● Exercise goal
Retype the whole of the data exactly.

:: Data provided

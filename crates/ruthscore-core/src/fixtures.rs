//! Reference data for reviewers and tests
//!
//! The conversations and the expected first message document how a
//! conforming agent behaves. They are never consumed by scoring. The
//! `SAMPLE_*` artifacts form a minimal set that scores 100 in both match
//! modes.

use crate::artifact::{ArtifactRole, MemoryLoader};

/// Speaker and text of one conversation turn
pub type Turn = (&'static str, &'static str);

/// A standard intake that should reach a draft
pub const STANDARD_CONVERSATION: &[Turn] = &[
    ("User", "היא כעסה שלא עזרתי במטבח"),
    ("User", "נשאבתי למחשב, לא שמתי לב"),
    ("User", "אני רוצה שהיא תבין"),
    ("User", "כן, זה בדיוק"),
];

/// A user who gets frustrated and then picks menu option 1
pub const FRUSTRATION_CONVERSATION: &[Turn] = &[
    ("User", "היא כעסה שלא עזרתי"),
    ("User", "נמאס לי מזה, זה לא עוזר"),
    ("User", "1"),
];

/// A user who asks for a future rule
pub const COMPLEX_CONVERSATION: &[Turn] = &[
    ("User", "היא אומרת שאני לא משקיע בילדות"),
    ("User", "תמיד בעבודה"),
    ("User", "בוא נקבע כלל לעתיד"),
];

/// The first message the agent must send
pub const EXPECTED_FIRST_MESSAGE: &str = "שלום! אני רות, מנחה זוגי.
בואו נתחיל בתלוש (משפט אחד לכל שאלה):
1️⃣ מה קרה?
2️⃣ מה אתה רוצה שיקרה בסוף?
3️⃣ מה אסור שיקרה?";

pub const SAMPLE_INTAKE_HANDLER: &str = r#"export async function handleModeChoice(ctx: Context, choice: string) {
  if (choice === 'solo') {
    // RULE 0: First message MUST be the intake template
    await ctx.reply(`שלום! אני רות, מנחה זוגי.
בואו נתחיל בתלוש (משפט אחד לכל שאלה):
1️⃣ מה קרה?
2️⃣ מה אתה רוצה שיקרה בסוף?
3️⃣ מה אסור שיקרה?`);
  }
}
"#;

pub const SAMPLE_SYSTEM_PROMPT: &str = r#"export function buildCoachingPrompt(): string {
  return `=== RUTH V2 BEHAVIORAL OVERRIDE ===
RULE 1: WORD LIMIT
RULE 2: ONE QUESTION ONLY
RULE 3: FAST INTAKE (First 4 turns only)
RULE 4: DRAFT BY TURN 5
RULE 5: FRUSTRATION DETECTOR
RULE 6: PERSPECTIVE CLARITY
- When describing partner's feeling: "אתה מעריך שהיא הרגישה..."
- When describing user's feeling: "אתה מרגיש..."
RULE 7: NO REPETITION`;
}
"#;

pub const SAMPLE_RESPONSE_VALIDATOR: &str = r#"const MAX_WORDS = 55;
const MAX_QUESTIONS = 1;

export function checkResponseQuality(response: string): string {
  let cleaned = removeExtraQuestions(response);
  return truncateToWordLimit(cleaned, MAX_WORDS);
}

function removeExtraQuestions(text: string): string { return text; }
function truncateToWordLimit(text: string, limit: number): string { return text; }

const FRUSTRATION_TRIGGERS = ['נמאס', 'זה לא עוזר', 'אני פורש', 'עזבי', 'די'];

export function detectFrustration(message: string): boolean {
  return FRUSTRATION_TRIGGERS.some((t) => message.includes(t));
}

export function getFrustrationMenu(): string {
  return `בחר אחד:
1⃣ ניסוח התנצלות קצר
2⃣ ניסוח גבול
3⃣ כלל לעתיד`;
}

export function shouldGenerateDraft(turnCount: number, text: string): boolean {
  if (turnCount >= 4) return true;
  const hasSubstantialContent = text.length > 100;
  const hasMentionedGoal = /רוצה|צריך/.test(text);
  return turnCount >= 3 && hasSubstantialContent && hasMentionedGoal;
}

export type MessageTemplate = 'apology' | 'boundary' | 'future_rule';

export function selectTemplate(isFrustrated: boolean): MessageTemplate {
  return isFrustrated ? 'apology' : 'boundary';
}
"#;

pub const SAMPLE_MESSAGE_PIPELINE: &str = r#"import { checkResponseQuality, detectFrustration, getFrustrationMenu, shouldGenerateDraft } from '../../utils/responseValidator';

export async function processMessage(input: PipelineInput) {
  const isFrustrated = detectFrustration(input.text);
  const shouldDraft = shouldGenerateDraft(input.turnCount, input.text);
  logger.info('RUTH V2 state', { isFrustrated, shouldDraft });
  if (isFrustrated) return getFrustrationMenu();
  return checkResponseQuality(await respond(input, shouldDraft));
}
"#;

/// Loader holding the complete sample artifact set
pub fn complete_artifacts() -> MemoryLoader {
    MemoryLoader::new()
        .with(ArtifactRole::IntakeHandler, SAMPLE_INTAKE_HANDLER)
        .with(ArtifactRole::SystemPrompt, SAMPLE_SYSTEM_PROMPT)
        .with(ArtifactRole::ResponseValidator, SAMPLE_RESPONSE_VALIDATOR)
        .with(ArtifactRole::MessagePipeline, SAMPLE_MESSAGE_PIPELINE)
}

/// Sample text for a role
pub fn sample(role: ArtifactRole) -> &'static str {
    match role {
        ArtifactRole::IntakeHandler => SAMPLE_INTAKE_HANDLER,
        ArtifactRole::SystemPrompt => SAMPLE_SYSTEM_PROMPT,
        ArtifactRole::ResponseValidator => SAMPLE_RESPONSE_VALIDATOR,
        ArtifactRole::MessagePipeline => SAMPLE_MESSAGE_PIPELINE,
    }
}

#[cfg(test)]
mod tests {
    use super::*;
    use crate::rubric::{FRUSTRATION_TRIGGERS, INTAKE_PHRASES};

    #[test]
    fn test_expected_first_message_has_intake_phrases() {
        for phrase in INTAKE_PHRASES {
            assert!(EXPECTED_FIRST_MESSAGE.contains(phrase), "{}", phrase);
        }
    }

    #[test]
    fn test_frustration_conversation_triggers() {
        let text: String = FRUSTRATION_CONVERSATION
            .iter()
            .map(|(_, line)| *line)
            .collect::<Vec<_>>()
            .join("\n");
        let found = FRUSTRATION_TRIGGERS
            .iter()
            .filter(|t| text.contains(**t))
            .count();
        assert!(found >= 2);
        assert_eq!(FRUSTRATION_CONVERSATION.last().map(|t| t.1), Some("1"));
    }

    #[test]
    fn test_calm_conversations_have_no_leading_triggers() {
        // "די" appears inside ordinary words, so only whole-phrase triggers count
        for conversation in [STANDARD_CONVERSATION, COMPLEX_CONVERSATION] {
            for (_, line) in conversation.iter() {
                assert!(!line.contains("נמאס"));
                assert!(!line.contains("זה לא עוזר"));
            }
        }
    }

    #[test]
    fn test_samples_match_loader() {
        let loader = complete_artifacts();
        for role in ArtifactRole::ALL {
            use crate::artifact::ArtifactLoader;
            assert_eq!(loader.load(role).as_deref(), Some(sample(role)));
        }
    }
}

::::

● Task answer
filename crates/ruthscore-core/src/fixtures.rs
//! Reference data for reviewers and tests
//!
//! The conversations and the expected first message document how a
//! conforming agent behaves. They are never consumed by scoring. The
//! `SAMPLE_*` artifacts form a minimal set that scores 100 in both match
//! modes.

use crate::artifact::{ArtifactRole, MemoryLoader};

/// Speaker and text of one conversation turn
pub type Turn = (&'static str, &'static str);

/// A standard intake that should reach a draft
pub const STANDARD_CONVERSATION: &[Turn] = &[
    ("User", "היא כעסה שלא עזרתי במטבח"),
    ("User", "נשאבתי למחשב, לא שמתי לב"),
    ("User", "אני רוצה שהיא תבין"),
    ("User", "כן, זה בדיוק"),
];

/// A user who gets frustrated and then picks menu option 1
pub const FRUSTRATION_CONVERSATION: &[Turn] = &[
    ("User", "היא כעסה שלא עזרתי"),
    ("User", "נמאס לי מזה, זה לא עוזר"),
    ("User", "1"),
];

/// A user who asks for a future rule
pub const COMPLEX_CONVERSATION: &[Turn] = &[
    ("User", "היא אומרת שאני לא משקיע בילדות"),
    ("User", "תמיד בעבודה"),
    ("User", "בוא נקבע כלל לעתיד"),
];

/// The first message the agent must send
pub const EXPECTED_FIRST_MESSAGE: &str = "שלום! אני רות, מנחה זוגי.
בואו נתחיל בתלוש (משפט אחד לכל שאלה):
1️⃣ מה קרה?
2️⃣ מה אתה רוצה שיקרה בסוף?
3️⃣ מה אסור שיקרה?";

pub const SAMPLE_INTAKE_HANDLER: &str = r#"export async function handleModeChoice(ctx: Context, choice: string) {
  if (choice === 'solo') {
    // RULE 0: First message MUST be the intake template
    await ctx.reply(`שלום! אני רות, מנחה זוגי.
בואו נתחיל בתלוש (משפט אחד לכל שאלה):
1️⃣ מה קרה?
2️⃣ מה אתה רוצה שיקרה בסוף?
3️⃣ מה אסור שיקרה?`);
  }
}
"#;

pub const SAMPLE_SYSTEM_PROMPT: &str = r#"export function buildCoachingPrompt(): string {
  return `=== RUTH V2 BEHAVIORAL OVERRIDE ===
RULE 1: WORD LIMIT
RULE 2: ONE QUESTION ONLY
RULE 3: FAST INTAKE (First 4 turns only)
RULE 4: DRAFT BY TURN 5
RULE 5: FRUSTRATION DETECTOR
RULE 6: PERSPECTIVE CLARITY
- When describing partner's feeling: "אתה מעריך שהיא הרגישה..."
- When describing user's feeling: "אתה מרגיש..."
RULE 7: NO REPETITION`;
}
"#;

pub const SAMPLE_RESPONSE_VALIDATOR: &str = r#"const MAX_WORDS = 55;
const MAX_QUESTIONS = 1;

export function checkResponseQuality(response: string): string {
  let cleaned = removeExtraQuestions(response);
  return truncateToWordLimit(cleaned, MAX_WORDS);
}

function removeExtraQuestions(text: string): string { return text; }
function truncateToWordLimit(text: string, limit: number): string { return text; }

const FRUSTRATION_TRIGGERS = ['נמאס', 'זה לא עוזר', 'אני פורש', 'עזבי', 'די'];

export function detectFrustration(message: string): boolean {
  return FRUSTRATION_TRIGGERS.some((t) => message.includes(t));
}

export function getFrustrationMenu(): string {
  return `בחר אחד:
1⃣ ניסוח התנצלות קצר
2⃣ ניסוח גבול
3⃣ כלל לעתיד`;
}

export function shouldGenerateDraft(turnCount: number, text: string): boolean {
  if (turnCount >= 4) return true;
  const hasSubstantialContent = text.length > 100;
  const hasMentionedGoal = /רוצה|צריך/.test(text);
  return turnCount >= 3 && hasSubstantialContent && hasMentionedGoal;
}

export type MessageTemplate = 'apology' | 'boundary' | 'future_rule';

export function selectTemplate(isFrustrated: boolean): MessageTemplate {
  return isFrustrated ? 'apology' : 'boundary';
}
"#;

pub const SAMPLE_MESSAGE_PIPELINE: &str = r#"import { checkResponseQuality, detectFrustration, getFrustrationMenu, shouldGenerateDraft } from '../../utils/responseValidator';

export async function processMessage(input: PipelineInput) {
  const isFrustrated = detectFrustration(input.text);
  const shouldDraft = shouldGenerateDraft(input.turnCount, input.text);
  logger.info('RUTH V2 state', { isFrustrated, shouldDraft });
  if (isFrustrated) return getFrustrationMenu();
  return checkResponseQuality(await respond(input, shouldDraft));
}
"#;

/// Loader holding the complete sample artifact set
pub fn complete_artifacts() -> MemoryLoader {
    MemoryLoader::new()
        .with(ArtifactRole::IntakeHandler, SAMPLE_INTAKE_HANDLER)
        .with(ArtifactRole::SystemPrompt, SAMPLE_SYSTEM_PROMPT)
        .with(ArtifactRole::ResponseValidator, SAMPLE_RESPONSE_VALIDATOR)
        .with(ArtifactRole::MessagePipeline, SAMPLE_MESSAGE_PIPELINE)
}

/// Sample text for a role
pub fn sample(role: ArtifactRole) -> &'static str {
    match role {
        ArtifactRole::IntakeHandler => SAMPLE_INTAKE_HANDLER,
        ArtifactRole::SystemPrompt => SAMPLE_SYSTEM_PROMPT,
        ArtifactRole::ResponseValidator => SAMPLE_RESPONSE_VALIDATOR,
        ArtifactRole::MessagePipeline => SAMPLE_MESSAGE_PIPELINE,
    }
}

#[cfg(test)]
mod tests {
    use super::*;
    use crate::rubric::{FRUSTRATION_TRIGGERS, INTAKE_PHRASES};

    #[test]
    fn test_expected_first_message_has_intake_phrases() {
        for phrase in INTAKE_PHRASES {
            assert!(EXPECTED_FIRST_MESSAGE.contains(phrase), "{}", phrase);
        }
    }

    #[test]
    fn test_frustration_conversation_triggers() {
        let text: String = FRUSTRATION_CONVERSATION
            .iter()
            .map(|(_, line)| *line)
            .collect::<Vec<_>>()
            .join("\n");
        let found = FRUSTRATION_TRIGGERS
            .iter()
            .filter(|t| text.contains(**t))
            .count();
        assert!(found >= 2);
        assert_eq!(FRUSTRATION_CONVERSATION.last().map(|t| t.1), Some("1"));
    }

    #[test]
    fn test_calm_conversations_have_no_leading_triggers() {
        // "די" appears inside ordinary words, so only whole-phrase triggers count
        for conversation in [STANDARD_CONVERSATION, COMPLEX_CONVERSATION] {
            for (_, line) in conversation.iter() {
                assert!(!line.contains("נמאס"));
                assert!(!line.contains("זה לא עוזר"));
            }
        }
    }

    #[test]
    fn test_samples_match_loader() {
        let loader = complete_artifacts();
        for role in ArtifactRole::ALL {
            use crate::artifact::ArtifactLoader;
            assert_eq!(loader.load(role).as_deref(), Some(sample(role)));
        }
    }
}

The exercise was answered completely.